The depressive phase also serves its purpose to the artist. It gives a chance for contemplation, self-analysis and search for life’s meaning. Deeper comprehension of feelings like love, sorrow, and pain leads writers to create characters with real emotions.

“Depression was the muse, the inspiration for me back then [during depressive phases],” said Snyder. “I didn’t see how great life can be.”

“It’s healing to paint. It’s like a private language where people can glimpse at your soul without speaking,” Naydan said. “There are moments when you are longing for something and I fill that void through painting.”

Depressed people can be intense, have erratic sleep patterns and experience persistent feeling of loneliness even when they are surrounded by numerous people.

“The insecurities that developed in my preteens transformed into a serious problem with insomnia into adult life,” wrote Gephart. “I would wake and think for hours unable to return to sleep. Writing and painting helped. There was often a weight of deep sadness. Partly the past experiences deeply hidden, some of it perhaps being hereditary with family depression, and diet and seasonal light sensitivities.

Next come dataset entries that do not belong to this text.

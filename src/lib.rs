// Pothen Esxes - Asset Disclosure Interpreter
// Turns extracted disclosure-form tables into one summary row per filer

pub mod error;
pub mod normalize;
pub mod currency;
pub mod table;
pub mod profile;
pub mod sections;       // Income/savings, loans, real estate, securities
pub mod identity;
pub mod summary;
pub mod collaborators;  // Table extractor + text layer seams
pub mod index;
pub mod dump;
pub mod batch;

// Re-export commonly used types
pub use error::DisclosureError;
pub use normalize::{
    to_uppercase_fold, normalize_markup, normalize_cell,
    parse_amount, format_number, format_money,
};
pub use currency::{CurrencyEntry, CurrencyTable, Conversion, EURO_NAME};
pub use table::{PageTable, Row, RowAnomaly, find_column};
pub use profile::FormProfile;
pub use sections::{
    Section, SectionSubtotals, ExtractionContext, Issue, IssueKind,
    IncomeSavings, Loans, LoanTerm, RealEstate, Securities,
};
pub use identity::{IdentityRecord, tokenize, extract_identity};
pub use summary::{PersonSummary, SummaryRow, SUMMARY_COLUMNS, BatchTotals, write_summary};
pub use collaborators::{TableSource, TextLayer, JsonTableSource, SidecarTextLayer};
#[cfg(feature = "pdf")]
pub use collaborators::LopdfTextLayer;
pub use index::{IndexEntry, load_index};
pub use batch::{
    BatchConfig, BatchReport, StalledExtractions,
    process_document, run_batch, batch_runtime, shutdown_runtime,
};

/// Library version
pub const VERSION: &str = env!("CARGO_PKG_VERSION");
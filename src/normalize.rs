// 🔤 Text Normalizer
// Diacritic folding, markup cleanup, and the amount parse/format helpers
// shared by every section extractor.

use lazy_static::lazy_static;
use regex::Regex;
use unicode_normalization::UnicodeNormalization;

lazy_static! {
    static ref BREAK_TAG: Regex = Regex::new(r"(?i)<br\s*/?>").unwrap();
    static ref PARAGRAPH_TAG: Regex = Regex::new(r"(?i)<p(\s[^>]*)?>").unwrap();
    static ref ANCHOR: Regex =
        Regex::new(r#"(?is)<a\s[^>]*?href="([^"]*)"[^>]*>(.*?)</a>"#).unwrap();
    static ref ANY_TAG: Regex = Regex::new(r"<[^>]+>").unwrap();
    static ref LINE_BREAKS: Regex = Regex::new(r"[\r\n]+").unwrap();
    static ref SPACES: Regex = Regex::new(r" +").unwrap();
    static ref WHITESPACE_RUN: Regex = Regex::new(r"\s\s+").unwrap();
}

// ============================================================================
// FOLDING + MARKUP
// ============================================================================

/// Strip combining marks after NFD decomposition and uppercase.
///
/// `"Όνομα"` → `"ΟΝΟΜΑ"`. Empty input stays empty.
pub fn to_uppercase_fold(s: &str) -> String {
    if s.is_empty() {
        return String::new();
    }

    s.nfd()
        .filter(|c| !('\u{0300}'..='\u{036f}').contains(c))
        .collect::<String>()
        .to_uppercase()
}

/// Remove HTML artifacts, keeping anchors as inline `(Link->href)` notes.
pub fn normalize_markup(s: &str) -> String {
    let text = s.trim();

    let text = BREAK_TAG.replace_all(text, "\n");
    let text = PARAGRAPH_TAG.replace_all(&text, "\n");
    // Anchors go before generic stripping, otherwise the href is lost
    let text = ANCHOR.replace_all(&text, " ${2} (Link->${1}) ");
    let text = ANY_TAG.replace_all(&text, "");
    let text = LINE_BREAKS.replace_all(&text, "\n\n");
    let text = SPACES.replace_all(&text, " ");

    text.into_owned()
}

/// Flatten one extracted table cell for the auxiliary dump
pub fn normalize_cell(s: &str) -> String {
    let flat = s.replace(['\r', '\n'], " ");
    let flat = flat.trim()
        .replace('\\', " ")
        .replace('/', " / ")
        .replace('=', " = ");
    let flat = WHITESPACE_RUN.replace_all(&flat, " ");

    normalize_markup(&to_uppercase_fold(&flat))
}

// ============================================================================
// AMOUNTS
// ============================================================================

/// Parse an amount cell.
///
/// The form prints `1.234,56`; hand-filled or re-exported tables sometimes
/// carry `1234.56`. Both are accepted. With a single separator, a dot
/// followed by exactly three digits is a thousands mark (`1.500` = 1500)
/// when 1-3 non-zero leading digits precede it; `0.125` stays a fraction.
/// Parenthesised or leading-minus values are negative. `None` when the cell
/// holds no digits.
pub fn parse_amount(raw: &str) -> Option<f64> {
    let trimmed = raw.trim();
    let negative = trimmed.starts_with('-')
        || (trimmed.starts_with('(') && trimmed.ends_with(')'));

    let kept: String = trimmed
        .chars()
        .filter(|c| c.is_ascii_digit() || *c == ',' || *c == '.')
        .collect();

    if !kept.chars().any(|c| c.is_ascii_digit()) {
        return None;
    }

    let canonical = match (kept.rfind(','), kept.rfind('.')) {
        (Some(comma), Some(dot)) if comma > dot => kept.replace('.', "").replace(',', "."),
        (Some(_), Some(_)) => kept.replace(',', ""),
        (Some(_), None) => {
            if kept.matches(',').count() > 1 {
                kept.replace(',', "")
            } else {
                kept.replace(',', ".")
            }
        }
        (None, Some(dot)) => {
            let decimals = kept.len() - dot - 1;
            let integer = &kept[..dot];
            let grouped = decimals == 3
                && (1..=3).contains(&integer.len())
                && !integer.starts_with('0');
            if kept.matches('.').count() > 1 || grouped {
                kept.replace('.', "")
            } else {
                kept
            }
        }
        (None, None) => kept,
    };

    let value: f64 = canonical.parse().ok()?;
    Some(if negative { -value } else { value })
}

/// Amount or zero, the way the subtotal sums treat blank cells
pub fn amount_or_zero(raw: &str) -> f64 {
    parse_amount(raw).unwrap_or(0.0)
}

/// `1234.5` → `"1,234.50"`
pub fn format_number(value: f64) -> String {
    let fixed = format!("{:.2}", value.abs());
    let (int_part, frac_part) = fixed.split_once('.').unwrap_or((fixed.as_str(), "00"));

    let mut grouped = String::with_capacity(int_part.len() + int_part.len() / 3);
    for (i, digit) in int_part.chars().enumerate() {
        if i > 0 && (int_part.len() - i) % 3 == 0 {
            grouped.push(',');
        }
        grouped.push(digit);
    }

    let is_zero = int_part.chars().all(|c| c == '0') && frac_part.chars().all(|c| c == '0');
    let sign = if value < 0.0 && !is_zero { "-" } else { "" };

    format!("{}{}.{}", sign, grouped, frac_part)
}

/// `1234.5` → `"1,234.50 €"`
pub fn format_money(value: f64) -> String {
    format!("{} €", format_number(value))
}

// ============================================================================
// TESTS
// ============================================================================
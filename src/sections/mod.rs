// 🧮 Section Extractors
//
// Four independent passes over the same page tables. Each one is skippable:
// a form without the section yields a zero subtotal. Amounts are converted
// row by row, since every row may carry its own currency.

pub mod income;
pub mod loans;
pub mod real_estate;
pub mod securities;

pub use income::IncomeSavings;
pub use loans::{LoanTerm, Loans};
pub use real_estate::RealEstate;
pub use securities::Securities;

use crate::currency::Conversion;
use crate::error::DisclosureError;
use crate::profile::FormProfile;
use crate::table::{PageTable, Row, RowAnomaly};
use log::{debug, error, warn};
use serde::{Deserialize, Serialize};
use std::fmt;

// ============================================================================
// SECTION + ISSUES
// ============================================================================

#[derive(Debug, Clone, Copy, PartialEq, Eq, Serialize, Deserialize)]
pub enum Section {
    Income,
    Savings,
    Loans,
    RealEstate,
    Securities,
}

impl Section {
    pub fn code(&self) -> &str {
        match self {
            Section::Income => "INCOME",
            Section::Savings => "SAVINGS",
            Section::Loans => "LOANS",
            Section::RealEstate => "REAL_ESTATE",
            Section::Securities => "SECURITIES",
        }
    }
}

/// Something that made a subtotal incomplete
#[derive(Debug, Clone, PartialEq, Serialize, Deserialize)]
pub struct Issue {
    pub section: Section,
    pub page: usize,
    pub row: usize,
    pub kind: IssueKind,
}

#[derive(Debug, Clone, PartialEq, Serialize, Deserialize)]
pub enum IssueKind {
    /// Currency spelling not in the static table
    MissingCurrency { name: String },
    /// Currency known, no rate for the reference year
    MissingRate { symbol: String, year: i32 },
    /// Row narrower than a column the layout needs
    ShortRow { column: usize, width: usize },
    /// Header resolved, but a derived column falls outside the table
    Layout { detail: String },
}

impl Issue {
    fn short_row(section: Section, anomaly: RowAnomaly) -> Self {
        Issue {
            section,
            page: anomaly.page,
            row: anomaly.row,
            kind: IssueKind::ShortRow {
                column: anomaly.column,
                width: anomaly.width,
            },
        }
    }
}

impl fmt::Display for Issue {
    fn fmt(&self, f: &mut fmt::Formatter<'_>) -> fmt::Result {
        write!(f, "{} p{} r{}: ", self.section.code(), self.page, self.row)?;
        match &self.kind {
            IssueKind::MissingCurrency { name } => write!(f, "missing currency \"{}\"", name),
            IssueKind::MissingRate { symbol, year } => write!(f, "no {} rate for {}", symbol, year),
            IssueKind::ShortRow { column, width } => {
                write!(f, "column {} missing ({} cells)", column, width)
            }
            IssueKind::Layout { detail } => write!(f, "{}", detail),
        }
    }
}

// ============================================================================
// EXTRACTION CONTEXT
// ============================================================================

/// What every extractor needs besides the tables
pub struct ExtractionContext<'a> {
    pub disclosure_year: i32,
    pub profile: &'a FormProfile,
}

impl<'a> ExtractionContext<'a> {
    pub fn new(disclosure_year: i32, profile: &'a FormProfile) -> Self {
        ExtractionContext {
            disclosure_year,
            profile,
        }
    }

    /// Resolve a row's currency cell; gaps are recorded, not raised
    pub(crate) fn convert(
        &self,
        section: Section,
        row: &Row<'_>,
        currency_cell: &str,
        issues: &mut Vec<Issue>,
    ) -> Option<Conversion> {
        match self
            .profile
            .currencies
            .resolve(currency_cell, self.disclosure_year)
        {
            Ok(conversion) => Some(conversion),
            Err(err) => {
                if err.is_coverage_gap() {
                    warn!("{} page {} row {}: {}", section.code(), row.page, row.index, err);
                } else {
                    error!("{} page {} row {}: {}", section.code(), row.page, row.index, err);
                }
                let kind = match err {
                    DisclosureError::MissingCurrency { name } => IssueKind::MissingCurrency { name },
                    DisclosureError::MissingRate { symbol, year } => {
                        IssueKind::MissingRate { symbol, year }
                    }
                    other => IssueKind::Layout {
                        detail: other.to_string(),
                    },
                };
                issues.push(Issue {
                    section,
                    page: row.page,
                    row: row.index,
                    kind,
                });
                None
            }
        }
    }

    /// Fetch a required cell; a short row becomes an issue
    pub(crate) fn require<'r>(
        &self,
        section: Section,
        row: &Row<'r>,
        column: usize,
        issues: &mut Vec<Issue>,
    ) -> Option<&'r str> {
        match row.require(column) {
            Ok(cell) => Some(cell),
            Err(anomaly) => {
                warn!("{}: {}", section.code(), anomaly);
                issues.push(Issue::short_row(section, anomaly));
                None
            }
        }
    }
}

pub(crate) fn log_conversion(section: Section, conversion: &Conversion, raw: f64, converted: f64) {
    if !conversion.is_identity() {
        debug!(
            "{} Convert {} to EUR => {} => {}",
            section.code(),
            conversion.symbol,
            raw,
            converted
        );
    }
}

// ============================================================================
// ALL SECTIONS
// ============================================================================

#[derive(Debug, Clone, Default, PartialEq, Serialize, Deserialize)]
pub struct SectionSubtotals {
    pub income_savings: IncomeSavings,
    pub loans: Loans,
    pub real_estate: RealEstate,
    pub securities: Securities,
}

impl SectionSubtotals {
    pub fn extract(tables: &[PageTable], ctx: &ExtractionContext<'_>) -> Self {
        SectionSubtotals {
            income_savings: income::extract(tables, ctx),
            loans: loans::extract(tables, ctx),
            real_estate: real_estate::extract(tables, ctx),
            securities: securities::extract(tables, ctx),
        }
    }

    pub fn issues(&self) -> impl Iterator<Item = &Issue> {
        self.income_savings
            .issues
            .iter()
            .chain(self.loans.issues.iter())
            .chain(self.real_estate.issues.iter())
            .chain(self.securities.issues.iter())
    }

    pub fn is_complete(&self) -> bool {
        self.issues().next().is_none()
    }
}
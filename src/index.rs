// 📇 Input index
//
// `_all.csv` written by the listing scraper: one line per filer,
// `surname,name,link,folder,pdf,csv`. Columns are read by position.

use anyhow::{Context, Result};
use csv::ReaderBuilder;
use serde::{Deserialize, Serialize};
use std::path::{Path, PathBuf};

use crate::error::DisclosureError;

#[derive(Debug, Clone, PartialEq, Serialize, Deserialize)]
pub struct IndexEntry {
    pub surname: String,
    pub given_name: String,
    pub link: String,
    pub folder: PathBuf,
    pub pdf_file: String,
    pub txt_file: String,
    /// Line in the index file (header is line 1)
    pub line_number: usize,
}

impl IndexEntry {
    pub fn pdf_path(&self) -> PathBuf {
        self.folder.join("pdf").join(&self.pdf_file)
    }

    pub fn txt_path(&self) -> PathBuf {
        self.folder.join("txt").join(&self.txt_file)
    }

    pub fn display_name(&self) -> String {
        format!("{} {}", self.surname, self.given_name)
    }
}

pub fn load_index(path: &Path) -> Result<Vec<IndexEntry>> {
    let mut reader = ReaderBuilder::new()
        .has_headers(true)
        .flexible(true)
        .from_path(path)
        .with_context(|| format!("Failed to open index file: {}", path.display()))?;

    let mut entries = Vec::new();

    for (idx, result) in reader.records().enumerate() {
        let line_number = idx + 2;
        let record = result
            .with_context(|| format!("Failed to parse index line {} in {}", line_number, path.display()))?;

        // Blank trailing lines
        if record.iter().all(|f| f.trim().is_empty()) {
            continue;
        }

        if record.len() < 6 {
            return Err(DisclosureError::Index {
                line: line_number,
                message: format!("expected 6 columns, found {}", record.len()),
            }
            .into());
        }

        let field = |i: usize| record.get(i).unwrap_or("").trim().to_string();

        entries.push(IndexEntry {
            surname: field(0),
            given_name: field(1),
            link: field(2),
            folder: PathBuf::from(field(3)),
            pdf_file: field(4),
            txt_file: field(5),
            line_number,
        });
    }

    Ok(entries)
}
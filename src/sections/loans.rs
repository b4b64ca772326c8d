// 🏦 Loans
//
// The form prints the consolidated liabilities ledger on its last page, so
// only the last table is read.

use super::{log_conversion, ExtractionContext, Issue, Section};
use crate::normalize::amount_or_zero;
use crate::table::PageTable;
use chrono::NaiveDate;
use log::{debug, warn};
use serde::{Deserialize, Serialize};

#[derive(Debug, Clone, Default, PartialEq, Serialize, Deserialize)]
pub struct Loans {
    pub principal: f64,
    pub due: f64,
    /// One entry per ledger row, blanks kept
    pub terms: Vec<LoanTerm>,
    pub issues: Vec<Issue>,
}

/// Dates of one liability; `None` marks a blank cell on the form
#[derive(Debug, Clone, PartialEq, Serialize, Deserialize)]
pub struct LoanTerm {
    pub row: usize,
    pub incurred: Option<String>,
    pub matures: Option<String>,
}

impl LoanTerm {
    pub fn incurred_on(&self) -> Option<NaiveDate> {
        self.incurred.as_deref().and_then(parse_form_date)
    }

    pub fn matures_on(&self) -> Option<NaiveDate> {
        self.matures.as_deref().and_then(parse_form_date)
    }

    pub fn is_undated(&self) -> bool {
        self.incurred.is_none() && self.matures.is_none()
    }
}

impl Loans {
    pub fn incurred_dates(&self) -> Vec<&str> {
        self.terms.iter().filter_map(|t| t.incurred.as_deref()).collect()
    }

    pub fn maturity_dates(&self) -> Vec<&str> {
        self.terms.iter().filter_map(|t| t.matures.as_deref()).collect()
    }

    /// Filled date cells that are not a form date, as (row, cell)
    pub fn unreadable_dates(&self) -> Vec<(usize, &str)> {
        let mut out = Vec::new();
        for term in &self.terms {
            if let (Some(cell), None) = (term.incurred.as_deref(), term.incurred_on()) {
                out.push((term.row, cell));
            }
            if let (Some(cell), None) = (term.matures.as_deref(), term.matures_on()) {
                out.push((term.row, cell));
            }
        }
        out
    }
}

fn parse_form_date(s: &str) -> Option<NaiveDate> {
    NaiveDate::parse_from_str(s.trim(), "%d/%m/%Y")
        .or_else(|_| NaiveDate::parse_from_str(s.trim(), "%d-%m-%Y"))
        .ok()
}

fn non_blank(cell: Option<&str>) -> Option<String> {
    cell.map(str::trim)
        .filter(|s| !s.is_empty())
        .map(str::to_string)
}

pub fn extract(tables: &[PageTable], ctx: &ExtractionContext<'_>) -> Loans {
    let columns = &ctx.profile.loans;
    let mut out = Loans::default();

    let Some(ledger) = tables.last() else {
        return out;
    };

    for row in ledger.data_rows() {
        out.terms.push(LoanTerm {
            row: row.index,
            incurred: non_blank(row.cell(columns.incurred)),
            matures: non_blank(row.cell(columns.matures)),
        });

        let section = Section::Loans;
        let Some(principal_cell) = ctx.require(section, &row, columns.principal, &mut out.issues) else {
            continue;
        };
        let Some(currency_cell) = ctx.require(section, &row, columns.currency, &mut out.issues) else {
            continue;
        };
        let Some(due_cell) = ctx.require(section, &row, columns.due, &mut out.issues) else {
            continue;
        };
        let Some(conversion) = ctx.convert(section, &row, currency_cell, &mut out.issues) else {
            continue;
        };

        let principal = amount_or_zero(principal_cell);
        let due = amount_or_zero(due_cell);
        log_conversion(section, &conversion, principal, conversion.apply(principal));
        log_conversion(section, &conversion, due, conversion.apply(due));

        out.principal += conversion.apply(principal);
        out.due += conversion.apply(due);
    }

    for (row, cell) in out.unreadable_dates() {
        warn!("LOANS page {} row {}: unreadable date \"{}\"", ledger.page, row, cell);
    }
    let undated = out.terms.iter().filter(|t| t.is_undated()).count();
    if undated > 0 {
        debug!("LOANS page {}: {} liabilities without dates", ledger.page, undated);
    }

    out
}
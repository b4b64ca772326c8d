// 💶 Income + savings
//
// Every table carrying the amount column belongs to this section. The first
// one in document order is the income table; the rest list deposit accounts.

use super::{log_conversion, ExtractionContext, Issue, Section};
use crate::normalize::amount_or_zero;
use crate::table::PageTable;
use serde::{Deserialize, Serialize};

#[derive(Debug, Clone, Default, PartialEq, Serialize, Deserialize)]
pub struct IncomeSavings {
    pub income: f64,
    pub deposits: f64,
    /// Declared bank accounts (data rows of the savings tables)
    pub accounts: usize,
    pub issues: Vec<Issue>,
}

pub fn extract(tables: &[PageTable], ctx: &ExtractionContext<'_>) -> IncomeSavings {
    let profile = ctx.profile;
    let mut out = IncomeSavings::default();
    let mut amount_tables = 0;

    for table in tables {
        let Some(amount_col) = table.column(profile.amount_label) else {
            continue;
        };
        let currency_col = amount_col + profile.amount_currency_offset;

        let section = if amount_tables == 0 {
            Section::Income
        } else {
            Section::Savings
        };
        amount_tables += 1;

        for row in table.data_rows() {
            if section == Section::Savings {
                out.accounts += 1;
            }

            let Some(amount_cell) = ctx.require(section, &row, amount_col, &mut out.issues) else {
                continue;
            };
            let Some(currency_cell) = ctx.require(section, &row, currency_col, &mut out.issues) else {
                continue;
            };
            let Some(conversion) = ctx.convert(section, &row, currency_cell, &mut out.issues) else {
                continue;
            };

            let raw = amount_or_zero(amount_cell);
            let amount = conversion.apply(raw);
            log_conversion(section, &conversion, raw, amount);

            match section {
                Section::Income => out.income += amount,
                _ => out.deposits += amount,
            }
        }
    }

    out
}
//! The core never returns a recoverable error from lookups, insertions or
//! erasures (those report through `Option`/`bool`/`usize`, per the data
//! model). The only genuine failure channels are allocation failure, which
//! is surfaced through the allocator itself (`handle_alloc_error`, an
//! abort), and reentrancy, which is a programming error rather than a
//! recoverable condition.

use std::fmt;

/// A table identity, used only to report which table was re-entered.
#[derive(Debug, Clone, Copy, PartialEq, Eq)]
pub struct TableId(pub(crate) usize);

impl fmt::Display for TableId {
    fn fmt(&self, f: &mut fmt::Formatter<'_>) -> fmt::Result {
        write!(f, "{:#x}", self.0)
    }
}

/// Programming errors detected by the core's debug-time assertions.
///
/// These are never returned from the public API; they are the payload of
/// the panic/abort raised by the reentrancy guard and by debug-only
/// invariant checks. The type exists so embedders can match on `cause()`
/// from a custom panic hook.
#[derive(thiserror::Error, Debug)]
pub enum Error {
    #[error("reentrant access to table {0}: a visitor callback tried to re-enter the table that invoked it")]
    Reentrancy(TableId),
    #[error("requested capacity overflows the table's size policy")]
    CapacityOverflow,
}
#[cfg(test)]
mod tests {
    use super::*;
    use crate::layout::Flat;
    use crate::size_policy::Pow2Mask;
    use std::collections::hash_map::RandomState;

    type TestMap = Table<MapPolicy<String, i32>, Pow2Mask, Flat, RandomState>;

    fn new_map() -> TestMap {
        Table::new(RandomState::new())
    }

    #[test]
    fn basic_map_roundtrip() {
        let mut m = new_map();
        m.insert(("a".to_string(), 1));
        m.insert(("b".to_string(), 2));
        m.insert(("c".to_string(), 3));
        assert_eq!(m.get("b").map(|(_, v)| *v), Some(2));
        assert_eq!(m.erase("a"), 1);
        assert!(m.get("a").is_none());
        assert_eq!(m.len(), 2);
    }

    #[test]
    fn insert_twice_does_not_duplicate() {
        let mut m = new_map();
        let (_, first) = m.insert(("k".to_string(), 1));
        let (_, second) = m.insert(("k".to_string(), 2));
        assert!(first);
        assert!(!second);
        assert_eq!(m.len(), 1);
        assert_eq!(m.get("k").map(|(_, v)| *v), Some(1));
    }

    #[test]
    fn rehash_preserves_set() {
        let mut set: Table<SetPolicy<i32>, Pow2Mask, Flat, RandomState> = Table::new(RandomState::new());
        for i in 0..1000 {
            set.insert(i);
        }
        for i in 0..1000 {
            assert!(set.contains(&i), "missing {i}");
        }
        assert!(set.bucket_count() >= 999);
        assert_eq!(set.len(), 1000);
    }

    #[test]
    fn load_factor_one_half_roughly_doubles_bucket_count() {
        let mut set: Table<SetPolicy<i32>, Pow2Mask, Flat, RandomState> = Table::new(RandomState::new());
        set.set_max_load_factor(0.5);
        for i in 0..1000 {
            set.insert(i);
        }
        assert!(set.bucket_count() >= 2000);
    }

    #[test]
    fn infinite_max_load_factor_never_rehashes_on_count_alone() {
        let mut set: Table<SetPolicy<i32>, Pow2Mask, Flat, RandomState> = Table::new(RandomState::new());
        set.set_max_load_factor(f64::INFINITY);
        set.reserve(16);
        let bucket_count = set.bucket_count();
        for i in 0..(bucket_count as i32) {
            set.insert(i);
        }
        assert_eq!(set.bucket_count(), bucket_count);
    }

    #[test]
    fn try_emplace_then_visit_style_increment() {
        let mut m: Table<MapPolicy<i32, i32>, Pow2Mask, Flat, RandomState> = Table::new(RandomState::new());
        for _ in 0..100 {
            let (idx, inserted) = m.try_emplace(&5, || (5, 0));
            if !inserted {
                if let Some((_, v)) = m.get_mut(&5) {
                    *v += 1;
                }
            }
            let _ = idx;
        }
        assert_eq!(m.get(&5).map(|(_, v)| *v), Some(99));
    }

    #[test]
    fn erase_then_insert_returns_to_prior_size() {
        let mut set: Table<SetPolicy<i32>, Pow2Mask, Flat, RandomState> = Table::new(RandomState::new());
        set.insert(1);
        set.insert(2);
        let bucket_count = set.bucket_count();
        assert_eq!(set.erase(&1), 1);
        set.insert(1);
        assert_eq!(set.len(), 2);
        assert_eq!(set.bucket_count(), bucket_count);
    }

    #[test]
    fn rehash_to_a_smaller_hint_is_idempotent_in_effect() {
        let mut set: Table<SetPolicy<i32>, Pow2Mask, Flat, RandomState> = Table::new(RandomState::new());
        for i in 0..10 {
            set.insert(i);
        }
        let bucket_count = set.bucket_count();
        set.rehash(5);
        assert_eq!(set.bucket_count(), bucket_count);
        assert_eq!(set.len(), 10);
        for i in 0..10 {
            assert!(set.contains(&i));
        }
    }

    #[test]
    fn fingerprint_collision_keeps_both_keys_findable() {
        // Two keys that hash differently but share the low 7 fingerprint
        // bits and the same home group are both findable independently.
        let mut set: Table<SetPolicy<u64>, Pow2Mask, Flat, RandomState> = Table::new(RandomState::new());
        set.insert(1);
        set.insert(2);
        set.insert(3);
        assert!(set.contains(&1) && set.contains(&2) && set.contains(&3));
    }

    #[test]
    fn probe_exhaustion_with_constant_hasher_rehashes_instead_of_losing_data() {
        use std::hash::Hasher;

        #[derive(Clone, Default)]
        struct ConstantHasher;
        impl Hasher for ConstantHasher {
            fn finish(&self) -> u64 {
                42
            }
            fn write(&mut self, _bytes: &[u8]) {}
        }
        impl BuildHasher for ConstantHasher {
            type Hasher = ConstantHasher;
            fn build_hasher(&self) -> ConstantHasher {
                ConstantHasher
            }
        }

        let mut set: Table<SetPolicy<i32>, Pow2Mask, Flat, ConstantHasher> = Table::new(ConstantHasher);
        for i in 0..40 {
            set.insert(i);
        }
        for i in 0..40 {
            assert!(set.contains(&i), "lost {i} under constant-hash probe exhaustion");
        }
        assert_eq!(set.len(), 40);
    }

    #[test]
    fn node_layout_round_trips_through_rehash() {
        use crate::layout::Node;
        let mut m: Table<MapPolicy<i32, String>, Pow2Mask, Node, RandomState> = Table::new(RandomState::new());
        for i in 0..200 {
            m.insert((i, format!("value-{i}")));
        }
        for i in 0..200 {
            assert_eq!(m.get(&i).map(|(_, v)| v.as_str()), Some(format!("value-{i}").as_str()));
        }
    }

    #[test]
    fn extract_then_insert_node_moves_an_element_between_tables() {
        use crate::layout::Node;
        type NodeSet = Table<SetPolicy<String>, Pow2Mask, Node, RandomState>;

        let mut a: NodeSet = Table::new(RandomState::new());
        let mut b: NodeSet = Table::new(RandomState::new());
        a.insert("alpha".to_string());
        a.insert("beta".to_string());

        let handle = a.extract("alpha");
        assert!(!handle.is_empty());
        assert_eq!(handle.value(), "alpha");
        assert!(!a.contains("alpha"));
        assert_eq!(a.len(), 1);

        assert!(matches!(b.insert_node(handle), Ok(true)));
        assert!(b.contains("alpha"));
        assert_eq!(b.len(), 1);
    }

    #[test]
    fn extract_missing_key_returns_empty_handle() {
        use crate::layout::Node;
        let mut set: Table<SetPolicy<i32>, Pow2Mask, Node, RandomState> = Table::new(RandomState::new());
        set.insert(1);
        let handle = set.extract(&99);
        assert!(handle.is_empty());
    }

    #[test]
    fn insert_node_of_existing_key_returns_handle_unchanged() {
        use crate::layout::Node;
        let mut set: Table<SetPolicy<i32>, Pow2Mask, Node, RandomState> = Table::new(RandomState::new());
        set.insert(1);
        let mut donor: Table<SetPolicy<i32>, Pow2Mask, Node, RandomState> = Table::new(RandomState::new());
        donor.insert(1);
        let handle = donor.extract(&1);
        let Err(handle) = set.insert_node(handle) else {
            panic!("expected Err: key already present");
        };
        assert_eq!(*handle.value(), 1);
        assert_eq!(set.len(), 1);
    }
}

“As an adult with children and being an artist working at home, I paid special attention to eating right, getting sunshine into my eyes with walks out side, or reading by a sunny window. Most certainly the thing that I noticed most was when I painted, I felt happy in just a few brush strokes. It was in the mid 80’s that it became clear to me that the mere action or process of creating caused some kind of positive chemical change in the way my brain perceived my life in the moment!”

But medication is necessary for some artists to take the edge off and bring temporary balance into artistic life. June Ramsay relies on a combination of medication and therapy.

“I’ve got to find something to keep me stable for my kids’ sake,” she said.

Concern for their children has even brought some artists out of their depression.

“You can’t be selfish when you have kids,” Snyder said. “I don’t hold on to depression anymore as I think outside myself.”

Feelings of hopelessness among artists often come from daily struggle and elevated stress levels associated with the artistic profession.

Many artists are solitary by nature and it becomes enormously hard to succeed when so much “success” depends on developed relationships with clients. Creative personalities must be persistent, driven, and self-motivated to make a career. Yet, reaching success in an artistic career proves to be irrelevant in many cases.

According to some studies famous artists in various fields had continued experiences of melancholia despite having gone through years of hard labor and rejections. Thus, the artist must seek another avenue outside of success, to find acceptance within himself or herself.

“I’ve developed a philosophy of ‘Fear No Art,’” wrote Gephart. “I am art and it is me. We are one in the same. The tears and fears of my past are still in me, but by living through it, I have developed coping strategies that help me when I’m down. I am lucky to know that it will pass if I keep moving forward towards my hopes as an artist.

“Part of my daily comfort comes from God or a ‘Higher Power’ than me. As a mature adult I know that I at times am fragile and weak. When I feel overwhelmed, alone, or sad, I speak openly to God who loves me as I am. In times of joy and especially when I paint Plein Air, I revel at the beauty of this Earth and have an attitude of ‘gratitude’ for this gift of air, land, and water. I guess this is my bottom line of support during depressed times. Being able to focus on gratitude or know that you are loved as is, helps so much to recover from the fragile state.”